The people using PostgreSQL and the Streaming Replication feature seem to ask many of the same questions:

1. How best to monitor Streaming Replication?

2. What is the best way to do that?

3. Are there alternatives, when monitoring on Standby, to using the pg_stat_replication view on Master?

4. How should I calculate replication lag-time, in seconds, minutes, etc.?

In light of these commonly asked questions, I thought a blog would help. The following are some methods I’ve found to be useful.

Monitoring is critical for large infrastructure deployments where you have Streaming Replication for:

1. Disaster recovery

2. Streaming Replication is for High Availability

3. Load balancing, when using Streaming Replication with Hot Standby

PostgreSQL has some building blocks for replication monitoring, and the following are some important functions and views which can be use for monitoring the replication:

1. pg_stat_replication view on master/primary server.

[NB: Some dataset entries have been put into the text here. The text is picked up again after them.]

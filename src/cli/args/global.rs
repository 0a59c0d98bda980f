//! Global CLI options shared across all commands

use crate::cli::{Cli, OutputFormat};

/// Global CLI options passed to all command handlers.
///
/// # Precedence
///
/// CLI flag > environment variable > config file > default. This struct
/// captures the CLI/env layer; config file values are resolved later in
/// `CommandContext`.
#[derive(Debug, Clone)]
pub struct GlobalOptions {
    /// Output format (table, json)
    pub format: OutputFormat,

    /// Custom config file path (defaults to ~/.k3sync/config.yaml)
    pub config: Option<String>,
}

impl GlobalOptions {
    pub fn from_cli(cli: &Cli) -> Self {
        Self {
            format: cli.format,
            config: cli.config.clone(),
        }
    }

    /// Get config path as `Option<&str>`.
    pub fn config_ref(&self) -> Option<&str> {
        self.config.as_deref()
    }
}

#[cfg(test)]
mod tests {
    use super::*;
    use clap::Parser;

    #[test]
    fn test_from_cli() {
        let cli = Cli::parse_from(["k3sync", "--format", "json", "--config", "/tmp/k3.yaml", "status"]);
        let opts = GlobalOptions::from_cli(&cli);

        assert_eq!(opts.format, OutputFormat::Json);
        assert_eq!(opts.config_ref(), Some("/tmp/k3.yaml"));
    }

    #[test]
    fn test_defaults() {
        let cli = Cli::parse_from(["k3sync", "status"]);
        let opts = GlobalOptions::from_cli(&cli);

        assert_eq!(opts.format, OutputFormat::Table);
    }
}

This view helps in monitoring the standby on Master. It gives you the following details:

1
2
3
4
5
6
7
8
9
10
11
12
13
14
15
pid:              Process id of walsender process
usesysid:         OID of user which is used for Streaming replication.
usename:          Name of user which is used for Streaming replication
application_name: Application name connected to master
client_addr:      Address of standby/streaming replication
client_hostname:  Hostname of standby.
client_port:      TCP port number on which standby communicating with WAL sender
backend_start:    Start time when SR connected to Master.
state:            Current WAL sender state i.e streaming
sent_location:    Last transaction location sent to standby.
write_location:   Last transaction written on disk at standby
flush_location:   Last transaction flush on disk at standby.
replay_location:  Last transaction flush on disk at standby.
sync_priority:    Priority of standby server being chosen as synchronous standby
sync_state:       Sync State of standby (is it async or synchronous).

e.g.:

1
2
3
4
5
6
7
8
9
10
11
12
13
14
15
16
17
postgres=# select * from pg_stat_replication ;
-[ RECORD 1 ]----+---------------------------------
pid              | 1114
usesysid         | 16384
usename          | repuser
application_name | walreceiver
client_addr      | 172.17.0.3
client_hostname  |
client_port      | 52444
backend_start    | 15-MAY-14 19:54:05.535695 -04:00
state            | streaming
sent_location    | 0/290044C0
write_location   | 0/290044C0
flush_location   | 0/290044C0
replay_location  | 0/290044C0
sync_priority    | 0
sync_state       | async

2. pg_is_in_recovery() : Function which tells whether standby is still in recovery mode or not.

e.g.

1
2
3
4
5
postgres=# select pg_is_in_recovery();
 pg_is_in_recovery
-------------------
 t
(1 row)

3. pg_last_xlog_receive_location: Function which tells location of last transaction log which was streamed by Standby and also written on standby disk.

e.g.

1
2
3
4
5
postgres=# select pg_last_xlog_receive_location();
 pg_last_xlog_receive_location
-------------------------------
 0/29004560
(1 row)

4. pg_last_xlog_replay_location: Function which tells last transaction replayed during recovery process. e.g is given below:

1
2
3
4
5
postgres=# select pg_last_xlog_replay_location();
 pg_last_xlog_replay_location
------------------------------
 0/29004560
(1 row)

5. pg_last_xact_replay_timestamp: This function tells about the time stamp of last transaction which was replayed during recovery. Below is an example:

1
2
3
4
5
postgres=# select pg_last_xact_replay_timestamp();
  pg_last_xact_replay_timestamp
----------------------------------
 15-MAY-14 20:54:27.635591 -04:00
(1 row)

Above are some important functions/views, which are already available in PostgreSQL for monitoring the streaming replication.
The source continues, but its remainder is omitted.